▸ **Extracted data entries**:
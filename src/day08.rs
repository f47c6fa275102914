// Copyright (c) 2022 Bastiaan Marinus van de Weerd


#[cfg_attr(test, derive(Debug, PartialEq))]
struct Node {
	children: Vec<Node>,
	metadata: Vec<usize>,
}

impl Node {
	fn metadata_sum(&self) -> usize {
		self.metadata.iter().sum::<usize>()
			+ self.children.iter().map(Node::metadata_sum).sum::<usize>()
	}

	fn value(&self) -> usize {
		if self.children.is_empty() { return self.metadata.iter().sum() }
		self.metadata.iter()
			.filter_map(|&entry| entry.checked_sub(1).and_then(|i| self.children.get(i)))
			.map(Node::value)
			.sum()
	}
}


fn input_tree_from_str(s: &str) -> Result<Node, parsing::TreeError> {
	s.parse()
}


fn part1_impl(input_tree: &Node) -> usize {
	input_tree.metadata_sum()
}

pub(crate) fn part1(input: &str) -> anyhow::Result<usize> {
	Ok(part1_impl(&input_tree_from_str(input)?))
}


fn part2_impl(input_tree: &Node) -> usize {
	input_tree.value()
}

pub(crate) fn part2(input: &str) -> anyhow::Result<usize> {
	Ok(part2_impl(&input_tree_from_str(input)?))
}


mod parsing {
	use std::{num::ParseIntError, str::FromStr};
	use super::Node;

	#[derive(Debug, thiserror::Error)]
	pub(super) enum TreeError {
		#[error("Input ended before the tree did")]
		Truncated,
		#[error("Invalid number at position {position}")]
		Number { position: usize, source: ParseIntError },
		#[error("{count} numbers remain after the root node")]
		Trailing { count: usize },
	}

	fn node(numbers: &mut impl Iterator<Item = Result<usize, TreeError>>) -> Result<Node, TreeError> {
		let mut next = || numbers.next().unwrap_or(Err(TreeError::Truncated));
		let (children, metadata) = (next()?, next()?);
		let children = (0..children)
			.map(|_| node(numbers))
			.collect::<Result<_, _>>()?;
		let metadata = (0..metadata)
			.map(|_| numbers.next().unwrap_or(Err(TreeError::Truncated)))
			.collect::<Result<_, _>>()?;
		Ok(Node { children, metadata })
	}

	impl FromStr for Node {
		type Err = TreeError;
		fn from_str(s: &str) -> Result<Self, Self::Err> {
			let mut numbers = s.split_ascii_whitespace()
				.enumerate()
				.map(|(p, n)| n.parse()
					.map_err(|e| TreeError::Number { position: p + 1, source: e }));
			let root = node(&mut numbers)?;
			match numbers.count() {
				0 => Ok(root),
				count => Err(TreeError::Trailing { count }),
			}
		}
	}
}


#[test]
fn tests() {
	const INPUT: &str = "2 3 0 3 10 11 12 1 1 0 1 99 2 1 1 2\n";
	let tree = input_tree_from_str(INPUT).unwrap();
	assert_eq!(tree.children[1].children[0], Node { children: vec![], metadata: vec![99] });
	assert_eq!(part1_impl(&tree), 138);
	assert_eq!(part2_impl(&tree), 66);
	assert!(matches!(input_tree_from_str("1 1 0 1"), Err(parsing::TreeError::Truncated)));
	assert!(matches!(input_tree_from_str("0 1 5 7"), Err(parsing::TreeError::Trailing { count: 1 })));
}
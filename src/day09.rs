// Copyright (c) 2022 Bastiaan Marinus van de Weerd


#[cfg_attr(test, derive(Debug, PartialEq))]
#[derive(Clone, Copy)]
struct Game {
	players: usize,
	last_marble: usize,
}

impl Game {
	/// Plays the game and returns the winning score.
	///
	/// The circle is kept in a `VecDeque` whose back is the current marble,
	/// so placing and removing marbles amounts to rotating a few positions.
	fn high_score(self) -> usize {
		use std::collections::VecDeque;

		let mut scores = vec![0; self.players];
		let mut circle = VecDeque::with_capacity(self.last_marble + 1);
		circle.push_back(0);

		for marble in 1..=self.last_marble {
			if marble % 23 == 0 {
				circle.rotate_right(7);
				let removed = circle.pop_back().unwrap_or(0);
				scores[marble % self.players] += marble + removed;
				circle.rotate_left(1);
			} else {
				circle.rotate_left(1);
				circle.push_back(marble);
			}
		}

		scores.into_iter().max().unwrap_or(0)
	}
}


fn input_game_from_str(s: &str) -> Result<Game, parsing::GameError> {
	s.trim_end().parse()
}


fn part1_impl(input_game: Game) -> usize {
	input_game.high_score()
}

pub(crate) fn part1(input: &str) -> anyhow::Result<usize> {
	Ok(part1_impl(input_game_from_str(input)?))
}


fn part2_impl(input_game: Game) -> usize {
	Game { last_marble: input_game.last_marble * 100, ..input_game }.high_score()
}

pub(crate) fn part2(input: &str) -> anyhow::Result<usize> {
	Ok(part2_impl(input_game_from_str(input)?))
}


mod parsing {
	use std::{num::ParseIntError, str::FromStr};
	use super::Game;

	#[derive(Debug, thiserror::Error)]
	pub(super) enum GameError {
		#[error("Expected `N players; last marble is worth M points`")]
		Format,
		#[error("Invalid number")]
		Number(#[from] ParseIntError),
		#[error("There must be at least one player")]
		NoPlayers,
	}

	impl FromStr for Game {
		type Err = GameError;
		fn from_str(s: &str) -> Result<Self, Self::Err> {
			let (players, last_marble) = s.strip_suffix(" points")
				.and_then(|s| s.split_once(" players; last marble is worth "))
				.ok_or(GameError::Format)?;
			let players = players.parse()?;
			if players == 0 { return Err(GameError::NoPlayers) }
			Ok(Game { players, last_marble: last_marble.parse()? })
		}
	}
}


#[cfg(test)]
mod tests {
	use super::*;
	use test_case::test_case;

	#[test_case(9, 25, 32)]
	#[test_case(10, 1618, 8317)]
	#[test_case(13, 7999, 146373)]
	#[test_case(17, 1104, 2764)]
	#[test_case(21, 6111, 54718)]
	#[test_case(30, 5807, 37305)]
	fn high_score(players: usize, last_marble: usize, answer: usize) {
		assert_eq!(part1_impl(Game { players, last_marble }), answer);
	}

	#[test]
	fn game_from_str() {
		assert_eq!(input_game_from_str("10 players; last marble is worth 1618 points\n").unwrap(),
			Game { players: 10, last_marble: 1618 });
		assert_eq!(super::part1("9 players; last marble is worth 25 points").unwrap(), 32);
		assert!(matches!(input_game_from_str("0 players; last marble is worth 25 points"),
			Err(super::parsing::GameError::NoPlayers)));
		assert!(matches!(input_game_from_str("10 players, 1618 points"),
			Err(super::parsing::GameError::Format)));
	}
}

▸ **WORK REQUEST**: Give the entries again in full, exactly as they were written above.

▸ **TASK SOLUTION**:
filename src/day08.rs
repository f47c6fa275102914
// Copyright (c) 2022 Bastiaan Marinus van de Weerd


#[cfg_attr(test, derive(Debug, PartialEq))]
struct Node {
	children: Vec<Node>,
	metadata: Vec<usize>,
}

impl Node {
	fn metadata_sum(&self) -> usize {
		self.metadata.iter().sum::<usize>()
			+ self.children.iter().map(Node::metadata_sum).sum::<usize>()
	}

	fn value(&self) -> usize {
		if self.children.is_empty() { return self.metadata.iter().sum() }
		self.metadata.iter()
			.filter_map(|&entry| entry.checked_sub(1).and_then(|i| self.children.get(i)))
			.map(Node::value)
			.sum()
	}
}


fn input_tree_from_str(s: &str) -> Result<Node, parsing::TreeError> {
	s.parse()
}


fn part1_impl(input_tree: &Node) -> usize {
	input_tree.metadata_sum()
}

pub(crate) fn part1(input: &str) -> anyhow::Result<usize> {
	Ok(part1_impl(&input_tree_from_str(input)?))
}


fn part2_impl(input_tree: &Node) -> usize {
	input_tree.value()
}

pub(crate) fn part2(input: &str) -> anyhow::Result<usize> {
	Ok(part2_impl(&input_tree_from_str(input)?))
}


mod parsing {
	use std::{num::ParseIntError, str::FromStr};
	use super::Node;

	#[derive(Debug, thiserror::Error)]
	pub(super) enum TreeError {
		#[error("Input ended before the tree did")]
		Truncated,
		#[error("Invalid number at position {position}")]
		Number { position: usize, source: ParseIntError },
		#[error("{count} numbers remain after the root node")]
		Trailing { count: usize },
	}

	fn node(numbers: &mut impl Iterator<Item = Result<usize, TreeError>>) -> Result<Node, TreeError> {
		let mut next = || numbers.next().unwrap_or(Err(TreeError::Truncated));
		let (children, metadata) = (next()?, next()?);
		let children = (0..children)
			.map(|_| node(numbers))
			.collect::<Result<_, _>>()?;
		let metadata = (0..metadata)
			.map(|_| numbers.next().unwrap_or(Err(TreeError::Truncated)))
			.collect::<Result<_, _>>()?;
		Ok(Node { children, metadata })
	}

	impl FromStr for Node {
		type Err = TreeError;
		fn from_str(s: &str) -> Result<Self, Self::Err> {
			let mut numbers = s.split_ascii_whitespace()
				.enumerate()
				.map(|(p, n)| n.parse()
					.map_err(|e| TreeError::Number { position: p + 1, source: e }));
			let root = node(&mut numbers)?;
			match numbers.count() {
				0 => Ok(root),
				count => Err(TreeError::Trailing { count }),
			}
		}
	}
}


#[test]
fn tests() {
	const INPUT: &str = "2 3 0 3 10 11 12 1 1 0 1 99 2 1 1 2\n";
	let tree = input_tree_from_str(INPUT).unwrap();
	assert_eq!(tree.children[1].children[0], Node { children: vec![], metadata: vec![99] });
	assert_eq!(part1_impl(&tree), 138);
	assert_eq!(part2_impl(&tree), 66);
	assert!(matches!(input_tree_from_str("1 1 0 1"), Err(parsing::TreeError::Truncated)));
	assert!(matches!(input_tree_from_str("0 1 5 7"), Err(parsing::TreeError::Trailing { count: 1 })));
}
filename src/day09.rs
// Copyright (c) 2022 Bastiaan Marinus van de Weerd


#[cfg_attr(test, derive(Debug, PartialEq))]
#[derive(Clone, Copy)]
struct Game {
	players: usize,
	last_marble: usize,
}

impl Game {
	/// Plays the game and returns the winning score.
	///
	/// The circle is kept in a `VecDeque` whose back is the current marble,
	/// so placing and removing marbles amounts to rotating a few positions.
	fn high_score(self) -> usize {
		use std::collections::VecDeque;

		let mut scores = vec![0; self.players];
		let mut circle = VecDeque::with_capacity(self.last_marble + 1);
		circle.push_back(0);

		for marble in 1..=self.last_marble {
			if marble % 23 == 0 {
				circle.rotate_right(7);
				let removed = circle.pop_back().unwrap_or(0);
				scores[marble % self.players] += marble + removed;
				circle.rotate_left(1);
			} else {
				circle.rotate_left(1);
				circle.push_back(marble);
			}
		}

		scores.into_iter().max().unwrap_or(0)
	}
}


fn input_game_from_str(s: &str) -> Result<Game, parsing::GameError> {
	s.trim_end().parse()
}


fn part1_impl(input_game: Game) -> usize {
	input_game.high_score()
}

pub(crate) fn part1(input: &str) -> anyhow::Result<usize> {
	Ok(part1_impl(input_game_from_str(input)?))
}


fn part2_impl(input_game: Game) -> usize {
	Game { last_marble: input_game.last_marble * 100, ..input_game }.high_score()
}

pub(crate) fn part2(input: &str) -> anyhow::Result<usize> {
	Ok(part2_impl(input_game_from_str(input)?))
}


mod parsing {
	use std::{num::ParseIntError, str::FromStr};
	use super::Game;

	#[derive(Debug, thiserror::Error)]
	pub(super) enum GameError {
		#[error("Expected `N players; last marble is worth M points`")]
		Format,
		#[error("Invalid number")]
		Number(#[from] ParseIntError),
		#[error("There must be at least one player")]
		NoPlayers,
	}

	impl FromStr for Game {
		type Err = GameError;
		fn from_str(s: &str) -> Result<Self, Self::Err> {
			let (players, last_marble) = s.strip_suffix(" points")
				.and_then(|s| s.split_once(" players; last marble is worth "))
				.ok_or(GameError::Format)?;
			let players = players.parse()?;
			if players == 0 { return Err(GameError::NoPlayers) }
			Ok(Game { players, last_marble: last_marble.parse()? })
		}
	}
}


#[cfg(test)]
mod tests {
	use super::*;
	use test_case::test_case;

	#[test_case(9, 25, 32)]
	#[test_case(10, 1618, 8317)]
	#[test_case(13, 7999, 146373)]
	#[test_case(17, 1104, 2764)]
	#[test_case(21, 6111, 54718)]
	#[test_case(30, 5807, 37305)]
	fn high_score(players: usize, last_marble: usize, answer: usize) {
		assert_eq!(part1_impl(Game { players, last_marble }), answer);
	}

	#[test]
	fn game_from_str() {
		assert_eq!(input_game_from_str("10 players; last marble is worth 1618 points\n").unwrap(),
			Game { players: 10, last_marble: 1618 });
		assert_eq!(super::part1("9 players; last marble is worth 25 points").unwrap(), 32);
		assert!(matches!(input_game_from_str("0 players; last marble is worth 25 points"),
			Err(super::parsing::GameError::NoPlayers)));
		assert!(matches!(input_game_from_str("10 players, 1618 points"),
			Err(super::parsing::GameError::Format)));
	}
}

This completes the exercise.